Current methods of detection for fish and shellfish biotoxins in monitoring and research purposes are either labor intensive, expensive, require specialized techniques or all of the above. This paper reports on the development of a fairly sensitive, rapid, and inexpensive assay which detects the presence of compounds that affect the sodium channel. It is based on the principles of the mouse neuroblastoma tissue culture assay for sodium channel specific-biotoxins using red blood cells (RBCs) from the red tilapia (Sarotherodon mossambicus). This assay has the potential to complement the use of live animal bioassay testing for marine toxins. Veratridine, a sodium channel activator and ouabain, an inhibitor of Na(+)/K(+) ATPase, both react with the tilapia RBCs by affecting the permeability of the cells membrane. Saxitoxin (STX), its analogs, and tetrodotoxin (TTX) can inhibit the action of veratridine and ouabain leaving the cell morphologically normal. By sequencing the addition of veratridine and ouabain, with either the extracted samples, saxitoxin, tetrodotoxin, or ciguatoxin (CTX-a sodium channel activator) to the RBCs a sodium channel antagonist or activator can be detected. Results using pure concentrations of a sodium channel-specific toxin could be detected to inhibit hemolysis at a concentration of 0.3 microg/ml STX, 3.5 microg/ml for neo-STX, 3.0 microg/ml for GTX, and 5.0 microgl for TTX in the presence of ouabain and veratridine. CTX was detected at a concentration of 50 microg/ml. The RBCs from the red tilapia was used due to the fishs ability to osmoregulate its internal environment to survive in both fresh and saltwater. In addition, with growing opposition to live animal testing, this assay has been designed as a non-lethal means of testing for sodium channel affecting marine toxins. No test animals are sacrificed and blood may be drawn from the same fish for continued sample testing.

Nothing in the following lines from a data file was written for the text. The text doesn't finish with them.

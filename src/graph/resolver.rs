//! Dependency resolution between resources
//!
//! Edges come from two places: the explicit `requires` list and every
//! action id an expression mentions, found by scanning the run config
//! without evaluating anything. Execution order is limited to what the
//! target transitively needs; ties go to declaration order.

use crate::error::EngineError;
use crate::expression::{is_reserved_root, scan_guard, scan_template, Reference};
use crate::workflow::{Resource, Workflow};
use serde_json::Value;
use std::collections::{HashMap, HashSet};

/// Static dependency graph of a workflow
#[derive(Debug, Clone)]
pub struct DependencyGraph {
    /// Action ids in declaration order
    nodes: Vec<String>,
    /// Action id -> the action ids it depends on
    edges: HashMap<String, Vec<String>>,
    /// (resource, reference) pairs naming no declared resource
    unknown: Vec<(String, String)>,
}

impl DependencyGraph {
    /// Scan every resource of `workflow`
    pub fn build(workflow: &Workflow) -> Result<Self, EngineError> {
        let declared: HashSet<&str> = workflow
            .resources
            .iter()
            .map(|r| r.action_id())
            .collect();

        let mut nodes = Vec::with_capacity(workflow.resources.len());
        let mut edges: HashMap<String, Vec<String>> = HashMap::new();
        let mut unknown = Vec::new();

        for resource in &workflow.resources {
            let id = resource.action_id().to_string();
            if !edges.contains_key(&id) {
                nodes.push(id.clone());
            }
            let deps = edges.entry(id.clone()).or_default();

            for reference in scan_resource(resource)? {
                let name = reference.name();
                if matches!(reference, Reference::Root(_)) && is_reserved_root(name) {
                    continue;
                }
                if declared.contains(name) {
                    if !deps.iter().any(|d| d == name) {
                        deps.push(name.to_string());
                    }
                } else if !unknown.iter().any(|(a, r): &(String, String)| a == &id && r == name) {
                    unknown.push((id.clone(), name.to_string()));
                }
            }
        }

        Ok(Self {
            nodes,
            edges,
            unknown,
        })
    }

    pub fn dependencies(&self, action_id: &str) -> &[String] {
        self.edges
            .get(action_id)
            .map(Vec::as_slice)
            .unwrap_or_default()
    }

    pub fn unknown_references(&self) -> &[(String, String)] {
        &self.unknown
    }

    /// First cycle found anywhere in the graph, as a closed path
    pub fn find_cycle(&self) -> Option<Vec<String>> {
        let mut visited = HashSet::new();
        for id in &self.nodes {
            if let Some(cycle) = self.cycle_from(id, &mut visited) {
                return Some(cycle);
            }
        }
        None
    }

    /// Depth-first search from `start`; `visited` persists across calls
    fn cycle_from<'a>(
        &'a self,
        start: &'a str,
        visited: &mut HashSet<&'a str>,
    ) -> Option<Vec<String>> {
        if visited.contains(start) {
            return None;
        }
        let mut path: Vec<&str> = Vec::new();
        let mut on_path: HashSet<&str> = HashSet::new();
        // (node, index of the next dependency to visit)
        let mut stack: Vec<(&str, usize)> = vec![(start, 0)];
        path.push(start);
        on_path.insert(start);

        while let Some((node, next)) = stack.last_mut() {
            let deps = self.dependencies(node);
            if let Some(dep) = deps.get(*next) {
                *next += 1;
                let dep = dep.as_str();
                if on_path.contains(dep) {
                    let pos = path.iter().position(|p| *p == dep).unwrap_or(0);
                    let mut cycle: Vec<String> =
                        path[pos..].iter().map(|s| s.to_string()).collect();
                    cycle.push(dep.to_string());
                    return Some(cycle);
                }
                if !visited.contains(dep) {
                    stack.push((dep, 0));
                    path.push(dep);
                    on_path.insert(dep);
                }
            } else {
                let done = *node;
                visited.insert(done);
                on_path.remove(done);
                path.pop();
                stack.pop();
            }
        }
        None
    }

    /// Everything `target` transitively depends on, including itself
    pub fn reachable(&self, target: &str) -> HashSet<String> {
        let mut seen = HashSet::new();
        let mut pending = vec![target.to_string()];
        while let Some(id) = pending.pop() {
            if seen.insert(id.clone()) {
                pending.extend(self.dependencies(&id).iter().cloned());
            }
        }
        seen
    }

    /// Ordered ids to run so that `target` executes last
    pub fn execution_order(&self, target: &str) -> Result<Vec<String>, EngineError> {
        if !self.edges.contains_key(target) {
            return Err(EngineError::schema(
                None,
                format!("targetActionId '{}' does not name a resource", target),
            ));
        }

        let mut visited = HashSet::new();
        if let Some(cycle) = self.cycle_from(target, &mut visited) {
            return Err(EngineError::DependencyCycle { cycle });
        }

        let needed = self.reachable(target);
        let mut completed: HashSet<&str> = HashSet::new();
        let mut order = Vec::with_capacity(needed.len());

        while order.len() < needed.len() {
            let ready = self.nodes.iter().find(|id| {
                needed.contains(*id)
                    && !completed.contains(id.as_str())
                    && self
                        .dependencies(id)
                        .iter()
                        .all(|d| completed.contains(d.as_str()))
            });
            match ready {
                Some(id) => {
                    completed.insert(id.as_str());
                    order.push(id.clone());
                }
                None => {
                    let stuck: Vec<String> = self
                        .nodes
                        .iter()
                        .filter(|id| needed.contains(*id) && !completed.contains(id.as_str()))
                        .cloned()
                        .collect();
                    return Err(EngineError::DependencyCycle { cycle: stuck });
                }
            }
        }

        Ok(order)
    }
}

/// Resolve the execution order for the workflow's target
pub fn resolve_order(workflow: &Workflow) -> Result<Vec<String>, EngineError> {
    DependencyGraph::build(workflow)?.execution_order(workflow.target())
}

/// Every reference a resource makes, in the order they appear
fn scan_resource(resource: &Resource) -> Result<Vec<Reference>, EngineError> {
    let id = resource.action_id();
    let syntax = |source| EngineError::ExpressionSyntax {
        action_id: Some(id.to_string()),
        source,
    };
    let run = &resource.run;

    let mut refs: Vec<Reference> = resource
        .metadata
        .requires
        .iter()
        .map(|r| Reference::Output(r.clone()))
        .collect();

    for guard in &run.skip_condition {
        refs.extend(scan_guard(guard).map_err(syntax)?);
    }
    if let Some(preflight) = &run.preflight_check {
        for check in &preflight.validations {
            refs.extend(scan_guard(check).map_err(syntax)?);
        }
        if let Some(error) = &preflight.error {
            refs.extend(scan_template(&error.message).map_err(syntax)?);
        }
    }

    let primary = run
        .primary()
        .map_err(|message| EngineError::schema(Some(id), message))?;
    let config = primary
        .to_value()
        .map_err(|e| EngineError::schema(Some(id), e.to_string()))?;
    let mut strings = Vec::new();
    collect_strings(&config, &mut strings);
    for s in strings {
        refs.extend(scan_template(s).map_err(syntax)?);
    }

    // `expr` runs after the resource's own output exists
    for block in &run.expr {
        refs.extend(
            scan_guard(block)
                .map_err(syntax)?
                .into_iter()
                .filter(|r| r.name() != id),
        );
    }

    Ok(refs)
}

fn collect_strings<'a>(value: &'a Value, out: &mut Vec<&'a str>) {
    match value {
        Value::String(s) => out.push(s),
        Value::Array(items) => items.iter().for_each(|v| collect_strings(v, out)),
        Value::Object(map) => map.values().for_each(|v| collect_strings(v, out)),
        _ => {}
    }
}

A source of error in mutagen testing of foods

Mutagenic compounds reported to be present in foods may be forming during the extraction process rather than during cooking or baking. In this study, the formation of mutagenic substances in biscuits was examined using in the extraction procedure either ammonium sulfate and ammonium hydroxide or sodium sulfate and sodium hydroxide. Compounds producing high mutagenic activity in Salmonella strains 1538 and TA 98 obtained from aqueous biscuit extracts containing ammonium ions. No mutagenic activity was observed in extracts from aqueous biscuit extracts containing sodium ions until some ammonium ions (NH4OH) were added. We suggest that ammonium sulfate and ammonium hydroxide not be used in the extraction procedure of food when studying mutagen formation.

Effect of pH and ammonium ions on mutagenic activity in cooked beef

Controversy surrounding the extraction procedure commonly used for isolating and concentrating mutagens from foods has resulted in a need for the re-examination of the reported mutagenicity in fried hamburgers. Using a procedure in which Na2SO4 and NaOH are substituted for (NH4)2SO4 and NH4OH respectively, mutagenic activity in extracts of hamburgers fried for 5 min appeared to be unchanged. However, when organic extractions are performed at pH conditions more moderate than those generally employed to isolate mutagens from foods, a 30-50% decrease in mutagenicity is observed.